_Exercise_
From the data that follows, report the number of lines including "middleware", and only that number.

[Dataset items]
---------------

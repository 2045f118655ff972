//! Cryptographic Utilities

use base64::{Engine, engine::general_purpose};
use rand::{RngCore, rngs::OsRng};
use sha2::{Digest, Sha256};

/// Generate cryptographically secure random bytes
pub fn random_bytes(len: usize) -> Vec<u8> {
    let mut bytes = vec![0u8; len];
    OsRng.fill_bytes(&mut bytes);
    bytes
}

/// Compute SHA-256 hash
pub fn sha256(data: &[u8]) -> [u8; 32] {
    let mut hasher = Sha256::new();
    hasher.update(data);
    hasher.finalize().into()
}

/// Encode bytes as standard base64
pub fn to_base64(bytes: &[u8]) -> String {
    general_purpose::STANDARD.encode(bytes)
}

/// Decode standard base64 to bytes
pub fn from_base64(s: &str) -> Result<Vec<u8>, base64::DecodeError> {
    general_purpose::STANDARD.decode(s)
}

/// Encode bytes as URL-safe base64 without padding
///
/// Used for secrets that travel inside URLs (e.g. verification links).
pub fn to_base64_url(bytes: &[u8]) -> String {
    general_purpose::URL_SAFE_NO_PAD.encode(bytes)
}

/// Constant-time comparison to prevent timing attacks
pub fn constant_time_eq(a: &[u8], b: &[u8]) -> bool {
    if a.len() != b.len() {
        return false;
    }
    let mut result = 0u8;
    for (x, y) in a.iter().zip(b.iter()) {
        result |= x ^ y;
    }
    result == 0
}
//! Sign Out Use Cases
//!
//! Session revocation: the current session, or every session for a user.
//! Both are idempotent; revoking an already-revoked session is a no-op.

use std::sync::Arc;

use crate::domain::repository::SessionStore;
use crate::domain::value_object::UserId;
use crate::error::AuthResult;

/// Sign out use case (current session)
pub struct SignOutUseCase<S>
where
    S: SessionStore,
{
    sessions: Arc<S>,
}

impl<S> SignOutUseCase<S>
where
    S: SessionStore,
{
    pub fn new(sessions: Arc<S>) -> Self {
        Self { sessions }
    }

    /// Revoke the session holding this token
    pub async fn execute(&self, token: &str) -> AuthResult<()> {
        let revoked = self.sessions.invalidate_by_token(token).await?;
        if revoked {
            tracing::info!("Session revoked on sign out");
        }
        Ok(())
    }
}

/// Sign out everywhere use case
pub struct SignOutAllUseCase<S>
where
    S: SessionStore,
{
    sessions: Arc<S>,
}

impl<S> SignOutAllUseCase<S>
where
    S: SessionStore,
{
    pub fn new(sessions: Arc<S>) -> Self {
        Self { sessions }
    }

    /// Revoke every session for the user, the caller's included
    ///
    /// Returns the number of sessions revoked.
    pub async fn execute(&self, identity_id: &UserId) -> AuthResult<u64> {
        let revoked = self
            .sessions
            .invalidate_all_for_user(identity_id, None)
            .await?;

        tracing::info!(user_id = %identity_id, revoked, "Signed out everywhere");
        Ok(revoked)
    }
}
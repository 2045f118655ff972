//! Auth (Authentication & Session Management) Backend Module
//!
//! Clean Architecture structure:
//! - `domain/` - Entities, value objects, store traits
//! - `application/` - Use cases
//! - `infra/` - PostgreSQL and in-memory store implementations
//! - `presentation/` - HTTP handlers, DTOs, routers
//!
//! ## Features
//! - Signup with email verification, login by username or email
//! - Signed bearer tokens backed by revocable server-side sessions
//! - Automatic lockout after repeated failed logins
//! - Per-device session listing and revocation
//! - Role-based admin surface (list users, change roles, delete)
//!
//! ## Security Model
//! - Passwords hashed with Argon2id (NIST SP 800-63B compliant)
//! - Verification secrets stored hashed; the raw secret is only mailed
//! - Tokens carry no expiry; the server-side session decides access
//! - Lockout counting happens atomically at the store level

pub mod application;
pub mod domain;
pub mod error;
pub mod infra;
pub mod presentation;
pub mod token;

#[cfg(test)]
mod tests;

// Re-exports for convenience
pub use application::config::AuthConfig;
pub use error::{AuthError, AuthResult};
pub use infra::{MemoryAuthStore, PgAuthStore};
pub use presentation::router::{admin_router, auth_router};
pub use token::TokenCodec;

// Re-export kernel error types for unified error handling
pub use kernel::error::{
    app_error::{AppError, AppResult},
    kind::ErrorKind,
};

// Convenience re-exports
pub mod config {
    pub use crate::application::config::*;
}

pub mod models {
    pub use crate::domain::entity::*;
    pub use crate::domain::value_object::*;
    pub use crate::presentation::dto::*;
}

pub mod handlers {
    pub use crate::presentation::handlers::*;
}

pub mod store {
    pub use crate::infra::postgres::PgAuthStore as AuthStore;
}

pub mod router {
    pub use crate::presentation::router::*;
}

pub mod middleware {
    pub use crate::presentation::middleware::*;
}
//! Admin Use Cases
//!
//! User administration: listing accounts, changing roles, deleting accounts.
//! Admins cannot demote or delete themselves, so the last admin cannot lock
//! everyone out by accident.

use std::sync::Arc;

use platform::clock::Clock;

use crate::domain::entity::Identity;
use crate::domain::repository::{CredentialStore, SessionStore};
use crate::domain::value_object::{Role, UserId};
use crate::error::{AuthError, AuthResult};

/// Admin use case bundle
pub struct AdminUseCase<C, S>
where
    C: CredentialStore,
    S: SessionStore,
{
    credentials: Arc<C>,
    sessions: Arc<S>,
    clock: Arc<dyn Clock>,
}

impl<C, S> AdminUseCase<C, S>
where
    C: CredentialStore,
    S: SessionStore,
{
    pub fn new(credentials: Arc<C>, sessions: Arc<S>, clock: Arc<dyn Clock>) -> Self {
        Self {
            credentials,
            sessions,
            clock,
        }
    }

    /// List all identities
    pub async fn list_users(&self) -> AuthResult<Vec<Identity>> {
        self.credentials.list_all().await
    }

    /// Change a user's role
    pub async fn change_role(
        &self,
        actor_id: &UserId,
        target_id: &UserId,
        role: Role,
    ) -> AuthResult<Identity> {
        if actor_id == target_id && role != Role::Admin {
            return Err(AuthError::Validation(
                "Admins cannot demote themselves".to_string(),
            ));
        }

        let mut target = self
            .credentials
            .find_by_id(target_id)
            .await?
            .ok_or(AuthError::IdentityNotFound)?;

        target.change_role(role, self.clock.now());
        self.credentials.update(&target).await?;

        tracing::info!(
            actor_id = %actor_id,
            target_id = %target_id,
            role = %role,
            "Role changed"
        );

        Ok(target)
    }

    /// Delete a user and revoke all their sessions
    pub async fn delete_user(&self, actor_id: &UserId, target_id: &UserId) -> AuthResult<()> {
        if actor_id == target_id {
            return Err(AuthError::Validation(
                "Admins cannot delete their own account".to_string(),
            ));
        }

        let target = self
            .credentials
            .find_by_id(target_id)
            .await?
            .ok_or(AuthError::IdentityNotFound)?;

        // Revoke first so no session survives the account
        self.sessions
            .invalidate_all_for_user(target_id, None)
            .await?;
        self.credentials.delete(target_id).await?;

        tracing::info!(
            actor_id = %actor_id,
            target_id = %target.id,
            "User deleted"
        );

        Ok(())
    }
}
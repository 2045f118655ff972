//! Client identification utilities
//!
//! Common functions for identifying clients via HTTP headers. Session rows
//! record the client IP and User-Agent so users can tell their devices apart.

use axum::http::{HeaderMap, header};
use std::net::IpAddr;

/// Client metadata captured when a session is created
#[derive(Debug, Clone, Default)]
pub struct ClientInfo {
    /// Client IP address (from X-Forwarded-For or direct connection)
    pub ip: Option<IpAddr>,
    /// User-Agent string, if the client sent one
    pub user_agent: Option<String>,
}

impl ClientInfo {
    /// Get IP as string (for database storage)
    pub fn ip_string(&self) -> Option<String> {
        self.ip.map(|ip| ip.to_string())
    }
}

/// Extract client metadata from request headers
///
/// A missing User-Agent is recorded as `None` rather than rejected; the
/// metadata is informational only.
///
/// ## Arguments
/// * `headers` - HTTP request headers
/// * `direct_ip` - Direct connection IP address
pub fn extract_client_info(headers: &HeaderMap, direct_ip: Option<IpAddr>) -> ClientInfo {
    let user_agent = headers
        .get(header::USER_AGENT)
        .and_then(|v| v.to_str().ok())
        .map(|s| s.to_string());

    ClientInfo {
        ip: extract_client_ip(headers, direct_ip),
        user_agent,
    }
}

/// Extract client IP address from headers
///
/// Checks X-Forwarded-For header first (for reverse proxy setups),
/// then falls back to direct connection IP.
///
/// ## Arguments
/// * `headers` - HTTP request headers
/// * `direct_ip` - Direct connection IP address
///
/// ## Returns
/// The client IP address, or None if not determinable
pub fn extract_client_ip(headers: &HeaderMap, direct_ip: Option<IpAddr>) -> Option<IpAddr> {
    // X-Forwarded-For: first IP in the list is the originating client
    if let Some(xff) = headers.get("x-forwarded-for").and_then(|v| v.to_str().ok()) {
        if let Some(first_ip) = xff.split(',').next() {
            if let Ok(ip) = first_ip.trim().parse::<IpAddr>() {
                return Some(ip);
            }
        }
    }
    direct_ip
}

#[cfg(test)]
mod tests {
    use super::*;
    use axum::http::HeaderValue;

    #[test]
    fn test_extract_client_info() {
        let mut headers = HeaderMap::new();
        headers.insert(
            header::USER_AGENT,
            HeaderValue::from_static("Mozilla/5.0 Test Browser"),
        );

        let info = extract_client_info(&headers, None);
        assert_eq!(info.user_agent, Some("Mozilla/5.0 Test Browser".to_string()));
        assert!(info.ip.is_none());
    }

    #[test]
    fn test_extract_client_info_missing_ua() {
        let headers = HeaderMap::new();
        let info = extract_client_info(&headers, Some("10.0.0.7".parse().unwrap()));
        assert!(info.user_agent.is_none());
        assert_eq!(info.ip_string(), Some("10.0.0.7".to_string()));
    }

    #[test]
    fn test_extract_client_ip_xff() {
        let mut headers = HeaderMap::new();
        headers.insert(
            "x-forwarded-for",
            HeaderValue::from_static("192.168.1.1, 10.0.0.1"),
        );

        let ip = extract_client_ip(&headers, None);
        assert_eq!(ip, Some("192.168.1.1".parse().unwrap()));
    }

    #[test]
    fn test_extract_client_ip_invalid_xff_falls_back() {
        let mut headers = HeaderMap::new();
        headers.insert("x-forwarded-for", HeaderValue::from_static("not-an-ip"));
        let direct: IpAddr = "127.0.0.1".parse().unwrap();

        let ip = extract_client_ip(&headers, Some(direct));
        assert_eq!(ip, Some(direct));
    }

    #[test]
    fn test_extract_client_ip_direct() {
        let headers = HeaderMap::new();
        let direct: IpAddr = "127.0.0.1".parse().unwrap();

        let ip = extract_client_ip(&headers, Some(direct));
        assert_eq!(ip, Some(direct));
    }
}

---------------

_Task answer_
2